AFP/Istanbul

Pro-Kurdish demonstrators angered by Turkey’s lack of action in the fight against jihadists on the Syrian border clashed yesterday with police across the country, leading to at least one death and a score of injuries.
One young pro-Kurdish protester was killed in the southeastern city of Mus while police used tear gas and water canon to disperse angry protests in Istanbul.
The ruling Justice and Development Party (AKP) government has so far not intervened militarily against Islamic State (IS) jihadists fighting for the Kurdish border town of Kobane, to the fury of Turkey’s Kurds.
Turkey’s main pro-Kurdish party, the People’s Democratic Party (HDP), late Monday called for street protests “against IS attacks and the AKP’s stance on Kobane”.
Prime Minister Ahmet Davutoglu has vowed that Turkey will do whatever necessary to prevent the fall of Kobane.
But Kurds bitterly accuse Ankara of merely looking on as the town risks being overrun by jihadists despite dozens of Turkish tanks being deployed on the border.
There were conflicting reports about how the 25-year-old protester was killed in the clashes in the city of Mus, with the Hurriyet newspaper saying he died of a gunshot wound after being caught in crossfire.
But NTV television said he was killed after being struck in the head by a tear gas canister fired by police to disperse the protesters.
Almost all shops were closed in Mus, where dozens of youths set fire to bins and lit smoke bombs and firecrackers. Another person was seriously injured.
In Istanbul’s Gazi neighbourhood, largely populated by Kurds, police used tear gas and water cannon to disperse a protest by several hundred Kurds yesterday afternoon, an AFP correspondent reported.

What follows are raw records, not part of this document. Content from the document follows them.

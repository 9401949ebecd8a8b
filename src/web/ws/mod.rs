//! WebSocket module for real-time chat.

pub mod chat;

pub use chat::{chat_ws_handler, WsConnection};
//! Chat module for Huddle.
//!
//! This module provides the real-time chat engine:
//! - Connections split into frame sources and sinks
//! - Sessions (authenticate, join, relay, teardown)
//! - The room registry and rooms with ordered broadcast
//! - Room existence records

pub mod connection;
pub mod error;
pub mod protocol;
mod registry;
mod room;
mod session;
mod store;

pub use connection::{memory_pair, Connection, FrameSink, FrameSource, MemoryConnection, MemoryPeer};
pub use error::{JoinError, SessionError, TransportError};
pub use protocol::{codes, Credentials, JoinRequest, ServerFrame};
pub use registry::{validate_room_id, RoomRegistry, RoomSummary, MAX_ROOM_ID_LENGTH};
pub use room::{
    ChatMessage, Member, MemberInfo, Outbound, Room, RoomEvent, RoomMembership, SessionId,
};
pub use session::{ChatService, SessionSettings};
pub use store::{DbRoomStore, EphemeralRooms, RoomStore};
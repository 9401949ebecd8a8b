//! Account registration.

use thiserror::Error;
use tracing::info;

use crate::auth::validation::{validate_username, ValidationError};
use crate::auth::{hash_password, PasswordError};
use crate::db::{NewUser, User, UserRepository};
use crate::Database;

/// Registration-specific errors.
#[derive(Error, Debug)]
pub enum RegistrationError {
    /// Validation failed.
    #[error("validation error: {0}")]
    Validation(#[from] ValidationError),

    /// Username already exists.
    #[error("this username is already taken")]
    UsernameExists,

    /// Password rejected or hashing failed.
    #[error("password error: {0}")]
    Password(#[from] PasswordError),

    /// Database error.
    #[error("database error: {0}")]
    Database(String),
}

impl From<crate::HuddleError> for RegistrationError {
    fn from(e: crate::HuddleError) -> Self {
        RegistrationError::Database(e.to_string())
    }
}

/// Register a new account.
///
/// Validates the username and password, hashes the password on the blocking
/// pool and stores the account.
pub async fn register(
    db: &Database,
    username: &str,
    password: &str,
) -> Result<User, RegistrationError> {
    validate_username(username)?;
    super::validate_password(password)?;

    let repo = UserRepository::new(db.pool());
    if repo.username_exists(username).await? {
        return Err(RegistrationError::UsernameExists);
    }

    let owned = password.to_string();
    let hash = tokio::task::spawn_blocking(move || hash_password(&owned))
        .await
        .map_err(|e| PasswordError::HashError(e.to_string()))??;

    // The UNIQUE constraint still guards against a concurrent registration.
    let user = repo
        .create(&NewUser::new(username, hash))
        .await
        .map_err(|e| {
            if is_unique_violation(&e) {
                RegistrationError::UsernameExists
            } else {
                RegistrationError::from(e)
            }
        })?;

    info!("Registered user {} ({})", user.username, user.id);
    Ok(user)
}

fn is_unique_violation(e: &crate::HuddleError) -> bool {
    matches!(e, crate::HuddleError::Database(msg) if msg.contains("UNIQUE"))
}
//! HTTP API client.

use std::time::Duration;

use reqwest::{Client, Response};
use serde::de::DeserializeOwned;
use tracing::debug;

use super::ClientError;
use crate::web::error::ErrorBody;
use crate::web::handlers::{AccountResponse, CreateRoomRequest, RegisterRequest, RoomResponse};

/// Connect timeout in seconds.
const CONNECT_TIMEOUT_SECS: u64 = 10;

/// Total request timeout in seconds.
const TOTAL_TIMEOUT_SECS: u64 = 30;

const USER_AGENT: &str = concat!("huddle/", env!("CARGO_PKG_VERSION"));

/// Client for the `/v1` HTTP API.
pub struct ApiClient {
    client: Client,
    base_url: String,
}

impl ApiClient {
    /// Create a client for the server at `base_url`, e.g. `http://127.0.0.1:8000`.
    pub fn new(base_url: &str) -> Result<Self, ClientError> {
        let client = Client::builder()
            .connect_timeout(Duration::from_secs(CONNECT_TIMEOUT_SECS))
            .timeout(Duration::from_secs(TOTAL_TIMEOUT_SECS))
            .user_agent(USER_AGENT)
            .build()?;

        Ok(Self {
            client,
            base_url: base_url.trim_end_matches('/').to_string(),
        })
    }

    fn url(&self, path: &str) -> String {
        format!("{}/v1{}", self.base_url, path)
    }

    /// Register an account.
    pub async fn register(
        &self,
        username: &str,
        password: &str,
    ) -> Result<AccountResponse, ClientError> {
        let request = RegisterRequest {
            username: username.to_string(),
            password: password.to_string(),
        };
        let response = self
            .client
            .post(self.url("/register"))
            .json(&request)
            .send()
            .await?;
        decode(response).await
    }

    /// Record a room, authenticating as `username`.
    pub async fn create_room(
        &self,
        username: &str,
        password: &str,
        room_id: &str,
    ) -> Result<RoomResponse, ClientError> {
        let request = CreateRoomRequest {
            room_id: room_id.to_string(),
        };
        let response = self
            .client
            .post(self.url("/rooms"))
            .basic_auth(username, Some(password))
            .json(&request)
            .send()
            .await?;
        decode(response).await
    }

    /// List recorded and live rooms.
    pub async fn list_rooms(&self) -> Result<Vec<RoomResponse>, ClientError> {
        let response = self.client.get(self.url("/rooms")).send().await?;
        decode(response).await
    }
}

async fn decode<T: DeserializeOwned>(response: Response) -> Result<T, ClientError> {
    let status = response.status();
    if status.is_success() {
        return Ok(response.json().await?);
    }

    let detail = match response.json::<ErrorBody>().await {
        Ok(body) => body.detail,
        Err(e) => {
            debug!("Unreadable error body: {}", e);
            status.to_string()
        }
    };
    Err(ClientError::Api {
        status: status.as_u16(),
        detail,
    })
}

Elsewhere in Istanbul, one person was seriously injured in the Sarigazi district after being shot in the head from close range.
In another protest yesterday afternoon in the Kadikoy neighbourhood on the Asian side of Istanbul, human rights lawyer Tamer Dogan was badly wounded after being hit in the head by a tear gas canister fired by a policeman, the Radikal news website said.
In Diyarbakir, Turkey’s largest Kurdish city in the southeast, enraged youths overnight torched a police vehicle, scores of vehicles and shops and attacked government offices.
Clashes also took place in the Turkish capital Ankara, with several police injured in the protests.
Violent protests were also reported in cities including Mersin and Adana in south Turkey. A curfew was declared in numerous districts of the southeastern city of Mardin from yesterday evening until 8am today.
Kurds have been particularly irked by the reluctance of the Turkish authorities, who are themselves worried by Kurdish separatism, to allow Kurdish fighters over the border into Syria.
They repeatedly warned that the fall of Kobane could mean an end to the peace talks between Ankara and the PKK, which waged a deadly insurgency in Turkey for the last three decades but has largely observed a ceasefire since 2013.
Jailed PKK leader Abdullah Ocalan said in a message relayed by his brother from his prison on the island of Imrali on the Sea of Marmara that the government had until mid-October to show it was serious about the peace process.
“They (the government) are talking about resolution and negotiation but there exists no such a thing.
“This is an artificial situation we will not be able to continue anymore,” said the statement carried by the Firat news agency. “The state must take action... Can a peace process make any progress in this way?”
Kurdistan Communities Union (KCK) - considered the urban wing of the mountain-based PKK - called on “millions” to take to the street to protest against “IS brutality”.
In the southeastern city of Batman, PKK supporters set fire to a dormitory and a prep school after clashing with police.
In Hakkari on the border with Iraq and Iran, the youth wing of the PKK attacked a girls’ dormitory, ransacking its rooms and some of the offices, reports said.